[Data for this exercise]
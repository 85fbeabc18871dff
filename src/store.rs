//! Arena that owns every dense buffer and every view record.
//!
//! Views never hold a handle to storage. They are records naming their parent
//! by [`ArrayId`], and every read or write resolves the chain of parents down to
//! the one dense node that owns the data. Because the store is the only owner,
//! `&mut ArrayStore` is the single-writer token for all aliased buffers.

use num_complex::Complex32;
use tracing::debug;

use crate::dense::DenseArray;
use crate::dims::BartDim;
use crate::shape::{self, length};
use crate::view::{IndexMap, ViewKind, ViewMap};
use crate::{BartError, Result};

/// Handle to an array or view inside an [`ArrayStore`].
///
/// Two handles are equal exactly when they name the same node, so an id
/// returned from a collapsed view operation compares equal to its source.
/// Released slots are reused with a new generation, which keeps stale handles
/// from silently aliasing a different array.
#[derive(Debug, Clone, Copy, PartialEq, Eq, Hash)]
pub struct ArrayId {
    index: u32,
    generation: u32,
}

#[derive(Debug)]
pub(crate) enum NodeKind {
    Dense(DenseArray),
    View {
        parent: ArrayId,
        shape: Vec<usize>,
        map: ViewMap,
    },
}

#[derive(Debug)]
pub(crate) struct Node {
    pub kind: NodeKind,
    /// Number of views whose parent is this node.
    pub dependents: usize,
}

impl Node {
    pub fn shape(&self) -> &[usize] {
        match &self.kind {
            NodeKind::Dense(array) => array.shape(),
            NodeKind::View { shape, .. } => shape,
        }
    }

    /// The parent id and transform, for view nodes.
    pub fn view(&self) -> Option<(ArrayId, &ViewMap)> {
        match &self.kind {
            NodeKind::Dense(_) => None,
            NodeKind::View { parent, map, .. } => Some((*parent, map)),
        }
    }
}

#[derive(Debug)]
struct Slot {
    generation: u32,
    node: Option<Node>,
}

/// Arena of complex arrays and the views over them.
#[derive(Debug, Default)]
pub struct ArrayStore {
    slots: Vec<Slot>,
    free: Vec<u32>,
}

impl ArrayStore {
    pub fn new() -> Self {
        Self::default()
    }

    // ========================================================================
    // Allocation
    // ========================================================================

    fn alloc(&mut self, node: Node) -> ArrayId {
        if let Some(index) = self.free.pop() {
            let slot = &mut self.slots[index as usize];
            slot.node = Some(node);
            ArrayId {
                index,
                generation: slot.generation,
            }
        } else {
            let index = self.slots.len() as u32;
            self.slots.push(Slot {
                generation: 0,
                node: Some(node),
            });
            ArrayId {
                index,
                generation: 0,
            }
        }
    }

    /// Move a dense array into the store.
    pub fn insert(&mut self, array: DenseArray) -> ArrayId {
        self.alloc(Node {
            kind: NodeKind::Dense(array),
            dependents: 0,
        })
    }

    /// Allocate a zero-filled dense array.
    pub fn zeros(&mut self, shape: &[usize]) -> Result<ArrayId> {
        Ok(self.insert(DenseArray::zeros(shape)?))
    }

    /// Allocate a dense array from row-major values.
    pub fn from_values(&mut self, shape: &[usize], values: Vec<Complex32>) -> Result<ArrayId> {
        Ok(self.insert(DenseArray::from_vec(shape, values)?))
    }

    /// Allocate a dense array from separate real and imaginary parts.
    pub fn from_real_imag(&mut self, shape: &[usize], re: &[f32], im: &[f32]) -> Result<ArrayId> {
        Ok(self.insert(DenseArray::from_real_imag(shape, re, im)?))
    }

    /// Register a view record over `parent`.
    pub(crate) fn push_view(
        &mut self,
        parent: ArrayId,
        shape: Vec<usize>,
        map: ViewMap,
    ) -> Result<ArrayId> {
        self.node_mut(parent)?.dependents += 1;
        let kind = map.kind();
        let id = self.alloc(Node {
            kind: NodeKind::View { parent, shape, map },
            dependents: 0,
        });
        debug!(?id, ?parent, ?kind, "created view");
        Ok(id)
    }

    /// Remove an array or view from the store.
    ///
    /// Fails while any view still names `id` as its parent. Returns the owned
    /// buffer when `id` was a dense array.
    pub fn release(&mut self, id: ArrayId) -> Result<Option<DenseArray>> {
        let dependents = self.node(id)?.dependents;
        if dependents > 0 {
            return Err(BartError::InUse {
                id,
                views: dependents,
            });
        }
        let slot = &mut self.slots[id.index as usize];
        let node = slot.node.take().ok_or(BartError::UnknownArray(id))?;
        slot.generation = slot.generation.wrapping_add(1);
        self.free.push(id.index);
        debug!(?id, "released array");
        match node.kind {
            NodeKind::Dense(array) => Ok(Some(array)),
            NodeKind::View { parent, .. } => {
                self.node_mut(parent)?.dependents -= 1;
                Ok(None)
            }
        }
    }

    /// Release `top` and then each ancestor left without dependents, stopping at
    /// `keep` or at the first node still referenced.
    pub(crate) fn release_temporaries(&mut self, top: ArrayId, keep: Option<ArrayId>) -> Result<()> {
        let mut current = top;
        loop {
            if Some(current) == keep || self.node(current)?.dependents > 0 {
                return Ok(());
            }
            let parent = self.parent(current)?;
            self.release(current)?;
            match parent {
                Some(parent) => current = parent,
                None => return Ok(()),
            }
        }
    }

    // ========================================================================
    // Node access
    // ========================================================================

    pub(crate) fn node(&self, id: ArrayId) -> Result<&Node> {
        self.slots
            .get(id.index as usize)
            .filter(|slot| slot.generation == id.generation)
            .and_then(|slot| slot.node.as_ref())
            .ok_or(BartError::UnknownArray(id))
    }

    fn node_mut(&mut self, id: ArrayId) -> Result<&mut Node> {
        self.slots
            .get_mut(id.index as usize)
            .filter(|slot| slot.generation == id.generation)
            .and_then(|slot| slot.node.as_mut())
            .ok_or(BartError::UnknownArray(id))
    }

    /// True when `id` names a live array or view.
    pub fn contains(&self, id: ArrayId) -> bool {
        self.node(id).is_ok()
    }

    /// Number of live arrays and views.
    pub fn live_count(&self) -> usize {
        self.slots.iter().filter(|slot| slot.node.is_some()).count()
    }

    pub fn shape(&self, id: ArrayId) -> Result<&[usize]> {
        Ok(self.node(id)?.shape())
    }

    pub fn ndim(&self, id: ArrayId) -> Result<usize> {
        Ok(self.shape(id)?.len())
    }

    /// Number of elements.
    pub fn len(&self, id: ArrayId) -> Result<usize> {
        Ok(length(self.shape(id)?))
    }

    pub fn is_view(&self, id: ArrayId) -> Result<bool> {
        Ok(self.node(id)?.view().is_some())
    }

    /// The kind of view `id` is, or `None` for a dense array.
    pub fn view_kind(&self, id: ArrayId) -> Result<Option<ViewKind>> {
        Ok(self.node(id)?.view().map(|(_, map)| map.kind()))
    }

    /// Immediate parent of a view.
    pub fn parent(&self, id: ArrayId) -> Result<Option<ArrayId>> {
        Ok(self.node(id)?.view().map(|(parent, _)| parent))
    }

    /// The dense array at the bottom of the parent chain.
    pub fn base(&self, id: ArrayId) -> Result<ArrayId> {
        let mut current = id;
        while let Some((parent, _)) = self.node(current)?.view() {
            current = parent;
        }
        Ok(current)
    }

    /// Number of views whose parent is `id`.
    pub fn dependents(&self, id: ArrayId) -> Result<usize> {
        Ok(self.node(id)?.dependents)
    }

    /// Borrow the dense array behind `id`, if `id` is not a view.
    pub fn dense(&self, id: ArrayId) -> Result<Option<&DenseArray>> {
        match &self.node(id)?.kind {
            NodeKind::Dense(array) => Ok(Some(array)),
            NodeKind::View { .. } => Ok(None),
        }
    }

    fn dense_data(&self, base: ArrayId) -> Result<&[Complex32]> {
        match &self.node(base)?.kind {
            NodeKind::Dense(array) => Ok(array.as_slice()),
            NodeKind::View { .. } => Err(BartError::Unsupported("view has no storage")),
        }
    }

    fn dense_data_mut(&mut self, base: ArrayId) -> Result<&mut [Complex32]> {
        match &mut self.node_mut(base)?.kind {
            NodeKind::Dense(array) => Ok(array.as_mut_slice()),
            NodeKind::View { .. } => Err(BartError::Unsupported("view has no storage")),
        }
    }

    // ========================================================================
    // Index resolution
    // ========================================================================

    /// Resolve a linear index of `id` to `(base, storage index)`.
    pub(crate) fn storage_index(&self, id: ArrayId, linear: usize) -> Result<(ArrayId, usize)> {
        let mut current = id;
        let mut index = linear;
        loop {
            let node = self.node(current)?;
            match node.view() {
                None => return Ok((current, index)),
                Some((parent, map)) => {
                    let parent_shape = self.shape(parent)?;
                    index = map.parent_linear(index, node.shape(), parent_shape);
                    current = parent;
                }
            }
        }
    }

    /// Storage indices of every element of `id`, in linear order.
    pub(crate) fn storage_indices(&self, id: ArrayId) -> Result<(ArrayId, Vec<usize>)> {
        let mut chain = Vec::new();
        let mut current = id;
        while let Some((parent, _)) = self.node(current)?.view() {
            chain.push(current);
            current = parent;
        }
        let base = current;

        // `None` stands for the identity over the current parent.
        let mut indices: Option<Vec<usize>> = None;
        for &view in chain.iter().rev() {
            let node = self.node(view)?;
            let Some((parent, map)) = node.view() else {
                continue;
            };
            if map.is_contiguous() {
                continue;
            }
            let parent_shape = self.shape(parent)?;
            let shape = node.shape();
            let next = (0..length(shape))
                .map(|i| {
                    let p = map.parent_linear(i, shape, parent_shape);
                    indices.as_ref().map_or(p, |idx| idx[p])
                })
                .collect();
            indices = Some(next);
        }
        let indices = match indices {
            Some(indices) => indices,
            None => (0..self.len(id)?).collect(),
        };
        Ok((base, indices))
    }

    /// The dense base when `id` shares its storage order with it.
    ///
    /// True for dense arrays and for chains of reshape views over one.
    pub(crate) fn contiguous_base(&self, id: ArrayId) -> Result<Option<ArrayId>> {
        let mut current = id;
        loop {
            match self.node(current)?.view() {
                None => return Ok(Some(current)),
                Some((parent, map)) if map.is_contiguous() => current = parent,
                Some(_) => return Ok(None),
            }
        }
    }

    // ========================================================================
    // Element access
    // ========================================================================

    /// Read one element. A single index is linear; otherwise one index per
    /// dimension is required. Negative indices count from the end.
    pub fn get(&self, id: ArrayId, indices: &[isize]) -> Result<Complex32> {
        let linear = shape::resolve_index(indices, self.shape(id)?)?;
        let (base, index) = self.storage_index(id, linear)?;
        Ok(self.dense_data(base)?[index])
    }

    /// Write one element, visible through every array sharing the storage.
    pub fn set(&mut self, id: ArrayId, value: Complex32, indices: &[isize]) -> Result<()> {
        let linear = shape::resolve_index(indices, self.shape(id)?)?;
        let (base, index) = self.storage_index(id, linear)?;
        self.dense_data_mut(base)?[index] = value;
        Ok(())
    }

    /// All elements in linear order.
    pub fn values(&self, id: ArrayId) -> Result<Vec<Complex32>> {
        if let Some(base) = self.contiguous_base(id)? {
            return Ok(self.dense_data(base)?.to_vec());
        }
        let (base, indices) = self.storage_indices(id)?;
        let data = self.dense_data(base)?;
        Ok(indices.iter().map(|&i| data[i]).collect())
    }

    /// Owned snapshot of `id`, carrying its labels if it has any.
    pub fn to_dense(&self, id: ArrayId) -> Result<DenseArray> {
        let mut array = DenseArray::from_vec(self.shape(id)?, self.values(id)?)?;
        array.set_labels_unchecked(self.labels(id)?);
        Ok(array)
    }

    /// Rewrite every element in linear order with `f(linear index, old value)`.
    pub(crate) fn update<F>(&mut self, id: ArrayId, mut f: F) -> Result<()>
    where
        F: FnMut(usize, Complex32) -> Complex32,
    {
        if let Some(base) = self.contiguous_base(id)? {
            for (i, v) in self.dense_data_mut(base)?.iter_mut().enumerate() {
                *v = f(i, *v);
            }
            return Ok(());
        }
        let (base, indices) = self.storage_indices(id)?;
        let data = self.dense_data_mut(base)?;
        for (i, &s) in indices.iter().enumerate() {
            data[s] = f(i, data[s]);
        }
        Ok(())
    }

    // ========================================================================
    // Dimension labels
    // ========================================================================

    /// Labels of `id`.
    ///
    /// Dense arrays report their own labels, permute views permute their
    /// parent's labels and slice views keep the labels of the surviving axes.
    /// Reshape and mask views never carry labels.
    pub fn labels(&self, id: ArrayId) -> Result<Option<Vec<BartDim>>> {
        let node = self.node(id)?;
        match &node.kind {
            NodeKind::Dense(array) => Ok(array.labels().map(<[BartDim]>::to_vec)),
            NodeKind::View { parent, map, .. } => {
                let Some(parent_labels) = self.labels(*parent)? else {
                    return Ok(None);
                };
                Ok(map.map_labels(&parent_labels))
            }
        }
    }

    pub fn labels_specified(&self, id: ArrayId) -> Result<bool> {
        Ok(self.labels(id)?.is_some())
    }

    /// Labels of `id`, failing when none are assigned.
    pub fn require_labels(&self, id: ArrayId) -> Result<Vec<BartDim>> {
        self.labels(id)?
            .ok_or(BartError::Unsupported("dimension labels are not specified"))
    }

    /// Assign labels to a dense array. Views derive their labels and reject
    /// assignment.
    pub fn set_labels(&mut self, id: ArrayId, labels: &[BartDim]) -> Result<()> {
        match &mut self.node_mut(id)?.kind {
            NodeKind::Dense(array) => array.set_labels(labels),
            NodeKind::View { .. } => Err(BartError::Unsupported(
                "dimension labels cannot be assigned to a view",
            )),
        }
    }

    /// Deep equality: same shape, same labels and same values.
    pub fn equals(&self, a: ArrayId, b: ArrayId) -> Result<bool> {
        if a == b {
            return Ok(true);
        }
        Ok(self.shape(a)? == self.shape(b)?
            && self.labels(a)? == self.labels(b)?
            && self.values(a)? == self.values(b)?)
    }
}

[Task brief]
Across all the records, find the lines containing the word "same" and reproduce each one.

[Finished task]
/// Two handles are equal exactly when they name the same node, so an id
    /// Deep equality: same shape, same labels and same values.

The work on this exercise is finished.